Every line of the material must be written out again unchanged.

::: Provided data

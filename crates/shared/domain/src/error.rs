//! Domain-level errors.
//!
//! These errors represent business rule violations.
//! They are independent of infrastructure concerns (database, CLI).

use thiserror::Error;

/// Domain-specific errors for business rule violations.
#[derive(Error, Debug, Clone, PartialEq, Eq)]
pub enum DomainError {
    /// Validation failed for a field or input
    #[error("Validation error: {0}")]
    Validation(String),
}

impl DomainError {
    /// Create a validation error
    pub fn validation(msg: impl Into<String>) -> Self {
        DomainError::Validation(msg.into())
    }
}

/// Result type alias for domain operations
pub type DomainResult<T> = Result<T, DomainError>;
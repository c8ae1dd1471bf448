//! User domain entity and related types.

use serde::{Deserialize, Serialize};
use uuid::Uuid;

use crate::constants::{EMAIL_SEPARATOR, MIN_NAME_LENGTH, MIN_PASSWORD_LENGTH};
use crate::error::{DomainError, DomainResult};

/// User domain entity
#[derive(Debug, Clone, PartialEq, Eq, Serialize, Deserialize)]
pub struct User {
    pub id: Uuid,
    pub first_name: String,
    pub last_name: String,
    pub email: String,
    #[serde(skip_serializing)]
    pub password: String,
}

impl User {
    /// Create a new user with a freshly generated identifier
    pub fn new(
        first_name: impl Into<String>,
        last_name: impl Into<String>,
        email: impl Into<String>,
        password: impl Into<String>,
    ) -> Self {
        Self::with_id(Uuid::new_v4(), first_name, last_name, email, password)
    }

    /// Create a user with a known identifier
    pub fn with_id(
        id: Uuid,
        first_name: impl Into<String>,
        last_name: impl Into<String>,
        email: impl Into<String>,
        password: impl Into<String>,
    ) -> Self {
        Self {
            id,
            first_name: first_name.into(),
            last_name: last_name.into(),
            email: email.into(),
            password: password.into(),
        }
    }

    pub fn full_name(&self) -> String {
        format!("{} {}", self.first_name, self.last_name)
    }

    /// Check the business rules a user must satisfy before it is stored.
    pub fn validate(&self) -> DomainResult<()> {
        if self.first_name.trim().len() < MIN_NAME_LENGTH {
            return Err(DomainError::validation("First name is required"));
        }
        if self.last_name.trim().len() < MIN_NAME_LENGTH {
            return Err(DomainError::validation("Last name is required"));
        }
        if !self.email.contains(EMAIL_SEPARATOR) {
            return Err(DomainError::validation("Email address is invalid"));
        }
        if self.password.len() < MIN_PASSWORD_LENGTH {
            return Err(DomainError::validation(format!(
                "Password must be at least {} characters",
                MIN_PASSWORD_LENGTH
            )));
        }
        Ok(())
    }
}

/// User response (safe to return to client)
#[derive(Debug, Clone, PartialEq, Eq, Serialize, Deserialize)]
pub struct UserResponse {
    /// Unique user identifier
    pub id: Uuid,
    pub first_name: String,
    pub last_name: String,
    /// User email address
    pub email: String,
}

impl From<User> for UserResponse {
    fn from(user: User) -> Self {
        Self {
            id: user.id,
            first_name: user.first_name,
            last_name: user.last_name,
            email: user.email,
        }
    }
}

impl From<&User> for UserResponse {
    fn from(user: &User) -> Self {
        Self {
            id: user.id,
            first_name: user.first_name.clone(),
            last_name: user.last_name.clone(),
            email: user.email.clone(),
        }
    }
}

#[cfg(test)]
mod tests {
    use super::*;

    fn valid_user() -> User {
        User::new("Ada", "Lovelace", "ada@example.com", "analytical")
    }

    #[test]
    fn test_valid_user_passes_validation() {
        assert!(valid_user().validate().is_ok());
    }

    #[test]
    fn test_missing_first_name_is_rejected() {
        let user = User {
            first_name: "  ".to_string(),
            ..valid_user()
        };
        assert!(matches!(user.validate(), Err(DomainError::Validation(_))));
    }

    #[test]
    fn test_email_without_separator_is_rejected() {
        let user = User {
            email: "ada.example.com".to_string(),
            ..valid_user()
        };
        assert_eq!(
            user.validate(),
            Err(DomainError::validation("Email address is invalid"))
        );
    }

    #[test]
    fn test_short_password_is_rejected() {
        let user = User {
            password: "short".to_string(),
            ..valid_user()
        };
        assert!(user.validate().is_err());
    }

    #[test]
    fn test_serialized_user_omits_password() {
        let user = valid_user();
        let json = serde_json::to_string(&user).unwrap();
        assert!(!json.contains("analytical"));
        assert!(json.contains("ada@example.com"));
    }

    #[test]
    fn test_response_from_user() {
        let user = valid_user();
        let response = UserResponse::from(&user);
        assert_eq!(response.id, user.id);
        assert_eq!(user.full_name(), "Ada Lovelace");
    }
}
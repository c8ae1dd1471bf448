//! Repository layer for data access.
//!
//! [`GenericRepository`] gives strict CRUD over any tracked entity and
//! propagates every failure. [`UserStore`] specializes it for users and turns
//! read and staging failures into logged sentinel results.

mod base;
pub mod entities;
mod lookup;
mod user_repository;

pub use base::{GenericRepository, Identifiable, Repository};
pub use lookup::Lookup;
pub use user_repository::{UserRepository, UserStore};

#[cfg(any(test, feature = "test-utils"))]
pub use user_repository::MockUserRepository;
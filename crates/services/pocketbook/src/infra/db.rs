//! Database connection and initialization.

use sea_orm::{
    ConnectOptions, ConnectionTrait, Database as SeaDatabase, DatabaseConnection, DbErr, Schema,
    Statement,
};

use super::unit_of_work::Persistence;
use crate::repository::entities::UserEntity;
use common::DatabaseConfig;

/// Database wrapper for connection management
#[derive(Clone)]
pub struct Database {
    connection: DatabaseConnection,
}

impl Database {
    /// Open the connection pool and make sure the schema exists.
    pub async fn connect(config: &DatabaseConfig) -> Result<Self, DbErr> {
        let database = Self::connect_without_schema(config).await?;

        database.ensure_schema().await?;
        tracing::info!("Database connected and schema ensured");

        Ok(database)
    }

    /// Connect without touching the schema.
    pub async fn connect_without_schema(config: &DatabaseConfig) -> Result<Self, DbErr> {
        let mut options = ConnectOptions::new(config.url.clone());
        options
            .max_connections(config.max_connections)
            .min_connections(config.min_connections)
            .sqlx_logging(config.sql_logging);

        let connection = SeaDatabase::connect(options).await?;
        Ok(Self { connection })
    }

    /// Get a reference to the database connection.
    pub fn connection(&self) -> &DatabaseConnection {
        &self.connection
    }

    /// Get a clone of the database connection.
    pub fn get_connection(&self) -> DatabaseConnection {
        self.connection.clone()
    }

    /// Start a fresh unit of work over this database.
    pub fn unit_of_work(&self) -> Persistence {
        Persistence::new(self.get_connection())
    }

    /// Create the users table when it does not exist yet.
    pub async fn ensure_schema(&self) -> Result<(), DbErr> {
        let backend = self.connection.get_database_backend();
        let schema = Schema::new(backend);

        let mut users = schema.create_table_from_entity(UserEntity);
        users.if_not_exists();
        self.connection.execute(backend.build(&users)).await?;

        Ok(())
    }

    /// Check database connectivity by executing a simple query.
    pub async fn ping(&self) -> Result<(), DbErr> {
        self.connection
            .execute(Statement::from_string(
                self.connection.get_database_backend(),
                "SELECT 1".to_string(),
            ))
            .await?;
        Ok(())
    }
}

::::::

### Output of the exercise
filename crates/shared/domain/src/error.rs
//! Domain-level errors.
//!
//! These errors represent business rule violations.
//! They are independent of infrastructure concerns (database, CLI).

use thiserror::Error;

/// Domain-specific errors for business rule violations.
#[derive(Error, Debug, Clone, PartialEq, Eq)]
pub enum DomainError {
    /// Validation failed for a field or input
    #[error("Validation error: {0}")]
    Validation(String),
}

impl DomainError {
    /// Create a validation error
    pub fn validation(msg: impl Into<String>) -> Self {
        DomainError::Validation(msg.into())
    }
}

/// Result type alias for domain operations
pub type DomainResult<T> = Result<T, DomainError>;
repository c8ae1dd1471bf448
//! User domain entity and related types.

use serde::{Deserialize, Serialize};
use uuid::Uuid;

use crate::constants::{EMAIL_SEPARATOR, MIN_NAME_LENGTH, MIN_PASSWORD_LENGTH};
use crate::error::{DomainError, DomainResult};

/// User domain entity
#[derive(Debug, Clone, PartialEq, Eq, Serialize, Deserialize)]
pub struct User {
    pub id: Uuid,
    pub first_name: String,
    pub last_name: String,
    pub email: String,
    #[serde(skip_serializing)]
    pub password: String,
}

impl User {
    /// Create a new user with a freshly generated identifier
    pub fn new(
        first_name: impl Into<String>,
        last_name: impl Into<String>,
        email: impl Into<String>,
        password: impl Into<String>,
    ) -> Self {
        Self::with_id(Uuid::new_v4(), first_name, last_name, email, password)
    }

    /// Create a user with a known identifier
    pub fn with_id(
        id: Uuid,
        first_name: impl Into<String>,
        last_name: impl Into<String>,
        email: impl Into<String>,
        password: impl Into<String>,
    ) -> Self {
        Self {
            id,
            first_name: first_name.into(),
            last_name: last_name.into(),
            email: email.into(),
            password: password.into(),
        }
    }

    pub fn full_name(&self) -> String {
        format!("{} {}", self.first_name, self.last_name)
    }

    /// Check the business rules a user must satisfy before it is stored.
    pub fn validate(&self) -> DomainResult<()> {
        if self.first_name.trim().len() < MIN_NAME_LENGTH {
            return Err(DomainError::validation("First name is required"));
        }
        if self.last_name.trim().len() < MIN_NAME_LENGTH {
            return Err(DomainError::validation("Last name is required"));
        }
        if !self.email.contains(EMAIL_SEPARATOR) {
            return Err(DomainError::validation("Email address is invalid"));
        }
        if self.password.len() < MIN_PASSWORD_LENGTH {
            return Err(DomainError::validation(format!(
                "Password must be at least {} characters",
                MIN_PASSWORD_LENGTH
            )));
        }
        Ok(())
    }
}

/// User response (safe to return to client)
#[derive(Debug, Clone, PartialEq, Eq, Serialize, Deserialize)]
pub struct UserResponse {
    /// Unique user identifier
    pub id: Uuid,
    pub first_name: String,
    pub last_name: String,
    /// User email address
    pub email: String,
}

impl From<User> for UserResponse {
    fn from(user: User) -> Self {
        Self {
            id: user.id,
            first_name: user.first_name,
            last_name: user.last_name,
            email: user.email,
        }
    }
}

impl From<&User> for UserResponse {
    fn from(user: &User) -> Self {
        Self {
            id: user.id,
            first_name: user.first_name.clone(),
            last_name: user.last_name.clone(),
            email: user.email.clone(),
        }
    }
}

#[cfg(test)]
mod tests {
    use super::*;

    fn valid_user() -> User {
        User::new("Ada", "Lovelace", "ada@example.com", "analytical")
    }

    #[test]
    fn test_valid_user_passes_validation() {
        assert!(valid_user().validate().is_ok());
    }

    #[test]
    fn test_missing_first_name_is_rejected() {
        let user = User {
            first_name: "  ".to_string(),
            ..valid_user()
        };
        assert!(matches!(user.validate(), Err(DomainError::Validation(_))));
    }

    #[test]
    fn test_email_without_separator_is_rejected() {
        let user = User {
            email: "ada.example.com".to_string(),
            ..valid_user()
        };
        assert_eq!(
            user.validate(),
            Err(DomainError::validation("Email address is invalid"))
        );
    }

    #[test]
    fn test_short_password_is_rejected() {
        let user = User {
            password: "short".to_string(),
            ..valid_user()
        };
        assert!(user.validate().is_err());
    }

    #[test]
    fn test_serialized_user_omits_password() {
        let user = valid_user();
        let json = serde_json::to_string(&user).unwrap();
        assert!(!json.contains("analytical"));
        assert!(json.contains("ada@example.com"));
    }

    #[test]
    fn test_response_from_user() {
        let user = valid_user();
        let response = UserResponse::from(&user);
        assert_eq!(response.id, user.id);
        assert_eq!(user.full_name(), "Ada Lovelace");
    }
}
repository c8ae1dd1471bf448
//! Repository layer for data access.
//!
//! [`GenericRepository`] gives strict CRUD over any tracked entity and
//! propagates every failure. [`UserStore`] specializes it for users and turns
//! read and staging failures into logged sentinel results.

mod base;
pub mod entities;
mod lookup;
mod user_repository;

pub use base::{GenericRepository, Identifiable, Repository};
pub use lookup::Lookup;
pub use user_repository::{UserRepository, UserStore};

#[cfg(any(test, feature = "test-utils"))]
pub use user_repository::MockUserRepository;
filename crates/services/pocketbook/src/infra/db.rs
//! Database connection and initialization.

use sea_orm::{
    ConnectOptions, ConnectionTrait, Database as SeaDatabase, DatabaseConnection, DbErr, Schema,
    Statement,
};

use super::unit_of_work::Persistence;
use crate::repository::entities::UserEntity;
use common::DatabaseConfig;

/// Database wrapper for connection management
#[derive(Clone)]
pub struct Database {
    connection: DatabaseConnection,
}

impl Database {
    /// Open the connection pool and make sure the schema exists.
    pub async fn connect(config: &DatabaseConfig) -> Result<Self, DbErr> {
        let database = Self::connect_without_schema(config).await?;

        database.ensure_schema().await?;
        tracing::info!("Database connected and schema ensured");

        Ok(database)
    }

    /// Connect without touching the schema.
    pub async fn connect_without_schema(config: &DatabaseConfig) -> Result<Self, DbErr> {
        let mut options = ConnectOptions::new(config.url.clone());
        options
            .max_connections(config.max_connections)
            .min_connections(config.min_connections)
            .sqlx_logging(config.sql_logging);

        let connection = SeaDatabase::connect(options).await?;
        Ok(Self { connection })
    }

    /// Get a reference to the database connection.
    pub fn connection(&self) -> &DatabaseConnection {
        &self.connection
    }

    /// Get a clone of the database connection.
    pub fn get_connection(&self) -> DatabaseConnection {
        self.connection.clone()
    }

    /// Start a fresh unit of work over this database.
    pub fn unit_of_work(&self) -> Persistence {
        Persistence::new(self.get_connection())
    }

    /// Create the users table when it does not exist yet.
    pub async fn ensure_schema(&self) -> Result<(), DbErr> {
        let backend = self.connection.get_database_backend();
        let schema = Schema::new(backend);

        let mut users = schema.create_table_from_entity(UserEntity);
        users.if_not_exists();
        self.connection.execute(backend.build(&users)).await?;

        Ok(())
    }

    /// Check database connectivity by executing a simple query.
    pub async fn ping(&self) -> Result<(), DbErr> {
        self.connection
            .execute(Statement::from_string(
                self.connection.get_database_backend(),
                "SELECT 1".to_string(),
            ))
            .await?;
        Ok(())
    }
}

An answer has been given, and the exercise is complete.